Yeah, so, they brought me in fairly acutely. Triaging with regards to psychiatric care here works fairly well as long as the patient is honest with what they are experiencing. I got brought in a day or two after reaching out and assessed. There’s a lot of criticism I have for how it works after but the process is started. It’s also summer, so people are on vacation and generally swamped.
As I wrote to @dagill2, this language isn’t coming from a place of blame, but rather owning up to the fact that in life the one thing ever present in how something affects a person is that person themselves.
I’m not ruminating about how this is my fault. I’m merely acknowledging that there are other decisions I could have made that would have led down a different path.
Why do I feel the need to put this in writing? I don’t feel that nearly enough people accept the role they themselves play in how their life pans out.

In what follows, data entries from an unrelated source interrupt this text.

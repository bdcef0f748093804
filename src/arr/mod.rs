//! Clients for *arr servers.
//!
//! [`VersionedClient`] is the request layer: it negotiates the API dialect
//! once and builds every path from it. The catalog clients ([`RadarrClient`],
//! [`SonarrClient`]) add entity lookups, validation and batch operations on
//! top; the v1 clients only expose the shared resources.

pub mod batch;
pub mod client;
pub mod options;
pub mod radarr;
pub mod resolve;
pub mod sonarr;
pub mod transport;

mod resources;
mod v1;

pub use batch::{AddItem, BatchOutcome, BatchReconciler, Catalog, ExclusionList};
pub use client::VersionedClient;
pub use options::{ApplyTags, EditOptions};
pub use radarr::{AddMovie, EditMovie, MovieKey, RadarrClient};
pub use resolve::{ProfileKind, Selector, TagRef};
pub use sonarr::{AddSeries, EditSeries, SeriesKey, SonarrClient};
pub use transport::{ReqwestTransport, Transport};
pub use v1::{LidarrClient, ReadarrClient};

use crate::config::{ArrConfig, ArrType};
use crate::model::{QualityProfile, RemotePathMapping, RootFolder, SystemStatus, Tag};
use arrlink_common::{Error, Result};
use std::sync::Arc;
use std::time::Duration;

/// Common trait for *arr API clients
#[async_trait::async_trait]
pub trait ArrClient: Send + Sync {
    fn api(&self) -> &VersionedClient;

    fn kind(&self) -> ArrType;

    /// Test the connection to the *arr instance. A rejected key or a
    /// missing status endpoint is `false`; transport failures are errors.
    async fn test_connection(&self) -> Result<bool> {
        match self.api().system_status().await {
            Ok(_) => Ok(true),
            Err(Error::Unauthorized(_)) | Err(Error::NotFound(_)) => Ok(false),
            Err(e) => Err(e),
        }
    }

    async fn system_status(&self) -> Result<SystemStatus> {
        self.api().system_status().await
    }

    async fn all_tags(&self, detail: bool) -> Result<Vec<Tag>> {
        self.api().tags(detail).await
    }

    async fn get_tag(&self, id: i64, detail: bool) -> Result<Tag> {
        self.api().tag(id, detail).await
    }

    async fn create_tag(&self, label: &str) -> Result<Tag> {
        self.api().create_tag(label).await
    }

    async fn edit_tag(&self, id: i64, label: &str) -> Result<Tag> {
        self.api().update_tag(id, label).await
    }

    async fn delete_tag(&self, id: i64) -> Result<()> {
        self.api().delete_tag(id).await
    }

    async fn quality_profiles(&self) -> Result<Vec<QualityProfile>> {
        self.api().quality_profiles().await
    }

    async fn root_folders(&self) -> Result<Vec<RootFolder>> {
        self.api().root_folders().await
    }

    async fn add_root_folder(&self, path: &str) -> Result<RootFolder> {
        self.api().create_root_folder(path).await
    }

    async fn remote_path_mappings(&self) -> Result<Vec<RemotePathMapping>> {
        self.api().remote_path_mappings().await
    }
}

/// Negotiate the request layer for a configured instance.
pub async fn connect_api(config: &ArrConfig) -> Result<VersionedClient> {
    let transport: Arc<dyn Transport> = Arc::new(ReqwestTransport::new(Duration::from_secs(
        config.timeout_secs,
    )));
    let api = VersionedClient::with_transport(
        transport,
        &config.url,
        &config.api_key,
        config.arr_type.uses_v1(),
    )
    .await?;
    tracing::debug!(
        name = %config.name,
        dialect = %api.dialect(),
        version = %api.version(),
        "connected instance"
    );
    Ok(api)
}

/// Connect the client matching a configured instance.
pub async fn connect(config: &ArrConfig) -> Result<Box<dyn ArrClient>> {
    let api = connect_api(config).await?;
    let client: Box<dyn ArrClient> = match config.arr_type {
        ArrType::Radarr => {
            let mut radarr = RadarrClient::new(api);
            if config.respect_exclusions {
                radarr.respect_list_exclusions_when_adding().await?;
            }
            Box::new(radarr)
        }
        ArrType::Sonarr => {
            let mut sonarr = SonarrClient::new(api);
            if config.respect_exclusions {
                sonarr.respect_list_exclusions_when_adding().await?;
            }
            Box::new(sonarr)
        }
        ArrType::Lidarr => Box::new(LidarrClient::new(api)),
        ArrType::Readarr => Box::new(ReadarrClient::new(api)),
    };
    Ok(client)
}
//! Shared resources every *arr server exposes.
//!
//! Nothing here is cached: each call goes to the server. Lists produce stubs,
//! single-item fetches produce materialized entities.

use super::client::{into_items, VersionedClient};
use crate::model::{
    LanguageProfile, MetadataProfile, QualityProfile, RemotePathMapping, RootFolder,
    SystemStatus, Tag,
};
use arrlink_common::{Error, Result};
use serde::de::DeserializeOwned;
use serde_json::{json, Value};

impl VersionedClient {
    // ------------------------------------------------------------------
    // Tags
    // ------------------------------------------------------------------

    /// All tags. `detail` adds association lists on dialects that support it.
    pub async fn tags(&self, detail: bool) -> Result<Vec<Tag>> {
        let detail = detail && self.dialect().supports_tag_detail();
        let path = if detail { "tag/detail" } else { "tag" };
        into_items(self.get(path, &[]).await?)?
            .into_iter()
            .map(|item| Tag::stub(self.clone(), item, detail))
            .collect()
    }

    pub async fn tag(&self, id: i64, detail: bool) -> Result<Tag> {
        let detail = detail && self.dialect().supports_tag_detail();
        let path = if detail {
            format!("tag/detail/{}", id)
        } else {
            format!("tag/{}", id)
        };
        Tag::full(self.clone(), self.get(&path, &[]).await?, detail)
    }

    pub async fn create_tag(&self, label: &str) -> Result<Tag> {
        let payload = self
            .post("tag", &json!({ "label": label.to_lowercase() }))
            .await?;
        tracing::debug!(label = %label, "created tag");
        Tag::full(self.clone(), payload, false)
    }

    pub async fn update_tag(&self, id: i64, label: &str) -> Result<Tag> {
        Tag::full(self.clone(), self.put_tag(id, label).await?, false)
    }

    pub(crate) async fn put_tag(&self, id: i64, label: &str) -> Result<Value> {
        self.put(
            &format!("tag/{}", id),
            &json!({ "id": id, "label": label.to_lowercase() }),
            &[],
        )
        .await
    }

    pub async fn delete_tag(&self, id: i64) -> Result<()> {
        self.delete(&format!("tag/{}", id), None, &[]).await?;
        Ok(())
    }

    // ------------------------------------------------------------------
    // Profiles
    // ------------------------------------------------------------------

    pub async fn quality_profiles(&self) -> Result<Vec<QualityProfile>> {
        let resource = self.dialect().quality_profile_resource();
        into_items(self.get(resource, &[]).await?)?
            .into_iter()
            .map(|item| QualityProfile::stub(self.clone(), item))
            .collect()
    }

    pub async fn quality_profile(&self, id: i64) -> Result<QualityProfile> {
        let resource = self.dialect().quality_profile_resource();
        let payload = self.get(&format!("{}/{}", resource, id), &[]).await?;
        QualityProfile::full(self.clone(), payload)
    }

    pub async fn language_profiles(&self) -> Result<Vec<LanguageProfile>> {
        into_items(self.get("languageProfile", &[]).await?)?
            .into_iter()
            .map(|item| LanguageProfile::stub(self.clone(), item))
            .collect()
    }

    pub async fn language_profile(&self, id: i64) -> Result<LanguageProfile> {
        let payload = self.get(&format!("languageProfile/{}", id), &[]).await?;
        LanguageProfile::full(self.clone(), payload)
    }

    pub async fn metadata_profiles(&self) -> Result<Vec<MetadataProfile>> {
        self.list_of("metadataProfile", "metadata profile").await
    }

    // ------------------------------------------------------------------
    // Root folders and mappings
    // ------------------------------------------------------------------

    pub async fn root_folders(&self) -> Result<Vec<RootFolder>> {
        into_items(self.get("rootFolder", &[]).await?)?
            .into_iter()
            .map(|item| RootFolder::from_payload(self.clone(), item))
            .collect()
    }

    pub async fn create_root_folder(&self, path: &str) -> Result<RootFolder> {
        let payload = self.post("rootFolder", &json!({ "path": path })).await?;
        tracing::info!(path = %path, "added root folder");
        RootFolder::from_payload(self.clone(), payload)
    }

    pub async fn delete_root_folder(&self, id: i64) -> Result<()> {
        self.delete(&format!("rootFolder/{}", id), None, &[]).await?;
        Ok(())
    }

    pub async fn remote_path_mappings(&self) -> Result<Vec<RemotePathMapping>> {
        self.list_of("remotePathMapping", "remote path mapping").await
    }

    pub async fn system_status(&self) -> Result<SystemStatus> {
        let payload = self.get("system/status", &[]).await?;
        SystemStatus::full(self.clone(), payload)
    }

    async fn list_of<T: DeserializeOwned>(&self, path: &str, what: &str) -> Result<Vec<T>> {
        into_items(self.get(path, &[]).await?)?
            .into_iter()
            .map(|item| {
                serde_json::from_value(item)
                    .map_err(|e| Error::connection(format!("unexpected {} payload: {}", what, e)))
            })
            .collect()
    }
}
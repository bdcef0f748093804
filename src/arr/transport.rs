//! HTTP transport used by [`VersionedClient`](super::VersionedClient).
//!
//! The client only needs a single round trip primitive. The default
//! implementation wraps `reqwest`; tests and embedders can inject their own.

use arrlink_common::{Error, Result};
use async_trait::async_trait;
use reqwest::Client;
use serde_json::Value;
use std::time::Duration;

/// Default request timeout. Bulk imports can take a while on large libraries.
pub const REQUEST_TIMEOUT: Duration = Duration::from_secs(30);

#[derive(Debug, Clone, Copy, PartialEq, Eq)]
pub enum Method {
    Get,
    Post,
    Put,
    Delete,
}

impl From<Method> for reqwest::Method {
    fn from(method: Method) -> Self {
        match method {
            Method::Get => reqwest::Method::GET,
            Method::Post => reqwest::Method::POST,
            Method::Put => reqwest::Method::PUT,
            Method::Delete => reqwest::Method::DELETE,
        }
    }
}

#[derive(Debug, Clone)]
pub struct HttpRequest {
    pub method: Method,
    pub url: String,
    pub query: Vec<(String, String)>,
    pub body: Option<Value>,
}

#[derive(Debug, Clone)]
pub struct HttpResponse {
    pub status: u16,
    pub reason: String,
    pub body: String,
}

/// A single HTTP round trip.
///
/// Implementations must be safe to share between operations; connection
/// reuse and timeouts are their concern.
#[async_trait]
pub trait Transport: Send + Sync {
    async fn send(&self, request: HttpRequest) -> Result<HttpResponse>;
}

/// `reqwest`-backed transport.
#[derive(Debug, Clone)]
pub struct ReqwestTransport {
    client: Client,
}

impl ReqwestTransport {
    pub fn new(timeout: Duration) -> Self {
        let client = Client::builder()
            .timeout(timeout)
            .build()
            .unwrap_or_else(|e| {
                tracing::warn!("Failed to build HTTP client with timeout: {}", e);
                Client::new()
            });

        Self { client }
    }

    /// Wrap an already configured client.
    pub fn with_client(client: Client) -> Self {
        Self { client }
    }
}

impl Default for ReqwestTransport {
    fn default() -> Self {
        Self::new(REQUEST_TIMEOUT)
    }
}

#[async_trait]
impl Transport for ReqwestTransport {
    async fn send(&self, request: HttpRequest) -> Result<HttpResponse> {
        let mut builder = self
            .client
            .request(request.method.into(), &request.url)
            .query(&request.query);
        if let Some(body) = &request.body {
            builder = builder.json(body);
        }

        let response = builder
            .send()
            .await
            .map_err(|e| Error::connection(format!("Failed to connect to {}: {}", request.url, e)))?;

        let status = response.status();
        let body = response.text().await.map_err(|e| {
            Error::connection(format!("Failed to read response from {}: {}", request.url, e))
        })?;

        Ok(HttpResponse {
            status: status.as_u16(),
            reason: status.canonical_reason().unwrap_or_default().to_string(),
            body,
        })
    }
}
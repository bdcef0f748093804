//! Arrlink-Common: types shared by every arrlink client.
//!
//! - **Error Handling**: the error taxonomy surfaced by all remote calls
//! - **Dialect**: the API generation a server speaks, and every path or
//!   field-name decision that depends on it
//!
//! # Examples
//!
//! ```
//! use arrlink_common::{Dialect, Error, Result};
//!
//! let dialect = Dialect::classify("3.0.10.1567", false).unwrap();
//! assert_eq!(dialect.prefix(), "/api/v3");
//!
//! fn example() -> Result<()> {
//!     Err(Error::not_found("movie 42"))
//! }
//! assert!(example().is_err());
//! ```

pub mod dialect;
pub mod error;

pub use dialect::Dialect;
pub use error::{Error, Result};
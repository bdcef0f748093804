//! Local representations of remote entities.
//!
//! Entities built from list payloads are stubs. Reading an absent field
//! through `get` loads the full payload once; afterwards the entity is
//! materialized and absent fields simply read as `None`. Fields are only
//! ever exposed by shared reference, so the only way to change an entity is
//! through its `add`, `edit`, `delete` and `reload` operations.

use arrlink_common::Result;
use async_trait::async_trait;
use chrono::{DateTime, NaiveDateTime, TimeZone, Utc};
use serde::de::DeserializeOwned;
use serde::{Deserialize, Deserializer};
use serde_json::Value;

macro_rules! lazy_entity {
    ($entity:ty, $fields:ty) => {
        impl $entity {
            /// Typed view of the fields loaded so far.
            pub fn fields(&self) -> &$fields {
                self.state.fields()
            }

            /// Raw payload as last received from the server.
            pub fn raw(&self) -> &serde_json::Map<String, serde_json::Value> {
                self.state.raw()
            }

            pub fn is_materialized(&self) -> bool {
                self.state.is_materialized()
            }

            /// Fetch the full payload from the server.
            pub async fn reload(&mut self) -> arrlink_common::Result<()> {
                $crate::model::reload(self).await
            }

            /// Read a field, loading the full payload first when this is a
            /// stub and the value is absent.
            pub async fn get<R, F>(&mut self, read: F) -> arrlink_common::Result<Option<R>>
            where
                R: Send,
                F: Fn(&$fields) -> Option<R> + Send,
            {
                $crate::model::read_field(self, read).await
            }
        }
    };
}

macro_rules! entity_identity {
    ($entity:ty) => {
        impl PartialEq for $entity {
            fn eq(&self, other: &Self) -> bool {
                match (self.id(), other.id()) {
                    (Some(a), Some(b)) => a == b,
                    (None, None) => self.display_name() == other.display_name(),
                    _ => false,
                }
            }
        }

        impl PartialEq<i64> for $entity {
            fn eq(&self, other: &i64) -> bool {
                match self.id() {
                    Some(id) => id == *other,
                    None => self.display_name() == other.to_string(),
                }
            }
        }

        impl PartialEq<str> for $entity {
            fn eq(&self, other: &str) -> bool {
                self.display_name() == other
            }
        }

        impl PartialEq<&str> for $entity {
            fn eq(&self, other: &&str) -> bool {
                self.display_name() == *other
            }
        }

        impl std::fmt::Display for $entity {
            fn fmt(&self, f: &mut std::fmt::Formatter<'_>) -> std::fmt::Result {
                match self.id() {
                    Some(id) => write!(f, "[{}:{}]", id, self.display_name()),
                    None => write!(f, "[{}]", self.display_name()),
                }
            }
        }
    };
}

mod exclusion;
mod folder;
pub(crate) mod lazy;
mod movie;
mod profile;
mod series;
mod status;
mod tag;

pub use exclusion::Exclusion;
pub use folder::{RemotePathMapping, RootFolder, RootFolderFields, UnmappedFolder};
pub use movie::{Movie, MovieCollection, MovieFields};
pub use profile::{LanguageProfile, MetadataProfile, ProfileFields, QualityProfile};
pub use series::{Season, SeasonStatistics, Series, SeriesFields, SeriesStatistics};
pub use status::{SystemStatus, SystemStatusFields};
pub use tag::{Tag, TagFields};

use lazy::Lazy;

/// An entity whose full payload can be fetched again.
#[async_trait]
pub(crate) trait Reload: Send + Sync {
    type Fields: DeserializeOwned + Send + Sync;

    fn state(&self) -> &Lazy<Self::Fields>;

    fn state_mut(&mut self) -> &mut Lazy<Self::Fields>;

    /// Full single-item payload for this entity.
    async fn fetch(&self) -> Result<Value>;
}

pub(crate) async fn reload<E: Reload>(entity: &mut E) -> Result<()> {
    let payload = entity.fetch().await?;
    entity.state_mut().replace(payload)
}

/// The entity is flagged materialized before fetching so a failed load is
/// not repeated by later reads.
pub(crate) async fn read_field<E, R, F>(entity: &mut E, read: F) -> Result<Option<R>>
where
    E: Reload,
    F: Fn(&E::Fields) -> Option<R>,
{
    if let Some(value) = read(entity.state().fields()) {
        return Ok(Some(value));
    }
    if entity.state().is_materialized() {
        return Ok(None);
    }
    entity.state_mut().mark_materialized();
    reload(entity).await?;
    Ok(read(entity.state().fields()))
}

/// Accepts RFC 3339 or a bare `YYYY-MM-DDTHH:MM:SS` (optional fraction and
/// `Z`). Anything else reads as absent.
pub(crate) fn parse_timestamp(value: &str) -> Option<DateTime<Utc>> {
    if let Ok(parsed) = DateTime::parse_from_rfc3339(value) {
        return Some(parsed.with_timezone(&Utc));
    }
    let trimmed = value.trim().trim_end_matches('Z');
    let seconds = trimmed.split('.').next()?;
    NaiveDateTime::parse_from_str(seconds, "%Y-%m-%dT%H:%M:%S")
        .ok()
        .map(|naive| Utc.from_utc_datetime(&naive))
}

pub(crate) fn lenient_datetime<'de, D>(
    deserializer: D,
) -> std::result::Result<Option<DateTime<Utc>>, D::Error>
where
    D: Deserializer<'de>,
{
    let value: Option<String> = Option::deserialize(deserializer)?;
    Ok(value.as_deref().and_then(parse_timestamp))
}

/// Query flags of a single-item delete. Only enabled flags are sent.
pub(crate) fn delete_flags(
    add_exclusion: bool,
    delete_files: bool,
) -> Vec<(&'static str, String)> {
    let mut flags = Vec::new();
    if add_exclusion {
        flags.push(("addImportExclusion", "true".to_string()));
    }
    if delete_files {
        flags.push(("deleteFiles", "true".to_string()));
    }
    flags
}

/// Integer ids out of a JSON list, skipping anything that is not one.
pub(crate) fn id_list(value: Option<&Value>) -> Vec<i64> {
    value
        .and_then(Value::as_array)
        .map(|items| items.iter().filter_map(Value::as_i64).collect())
        .unwrap_or_default()
}

#[cfg(test)]
mod tests {
    use super::*;
    use chrono::Datelike;
    use serde_json::json;

    #[test]
    fn test_parse_timestamp_formats() {
        let rfc = parse_timestamp("2021-06-04T18:30:00Z").unwrap();
        assert_eq!(rfc.year(), 2021);

        let fraction = parse_timestamp("2019-11-01T00:00:00.1234567Z").unwrap();
        assert_eq!(fraction.month(), 11);

        let bare = parse_timestamp("2010-07-16T00:00:00").unwrap();
        assert_eq!(bare.day(), 16);
    }

    #[test]
    fn test_parse_timestamp_garbage() {
        assert!(parse_timestamp("soon").is_none());
        assert!(parse_timestamp("").is_none());
    }

    #[test]
    fn test_lenient_datetime_field() {
        #[derive(Deserialize)]
        struct Row {
            #[serde(default, deserialize_with = "lenient_datetime")]
            when: Option<DateTime<Utc>>,
        }

        let row: Row = serde_json::from_value(json!({"when": "not a date"})).unwrap();
        assert!(row.when.is_none());
        let row: Row = serde_json::from_value(json!({})).unwrap();
        assert!(row.when.is_none());
        let row: Row = serde_json::from_value(json!({"when": null})).unwrap();
        assert!(row.when.is_none());
    }

    #[test]
    fn test_id_list() {
        assert_eq!(id_list(Some(&json!([1, "x", 3]))), vec![1, 3]);
        assert!(id_list(None).is_empty());
    }
}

Absolutely, I appreciate that. And I thank you for writing it out. That is something I do struggle with, which is why I delayed seeking help for so long. The, “is it bad enough, really?”-bit. That is affirmation that I need. When I got it during my “first” psych treatment (this time) it was a weight off of my chest.
Your presumption was wrong, but I made it very easy for you to make that presumption!
Please share.
Yeah, well, I mean. The alternative isn’t really an alternative.
Personally, I group suicidal thoughts into two categories. I’m not a professional, so I’m probably not using the right language here.
I distinguish between suicidal ideation as a coping mechanism which is a form of escapism, it’s a way to visualize freedom and peace (rest in peace) which I view as something that is serious and needs to be addressed. This is one category.
This actual planning or attempts which I view as an acute medical state. This is the other category.
For me, my experience recently has been the former. I have experienced the latter previously in life. If I experience it again, I’m calling our version of 911.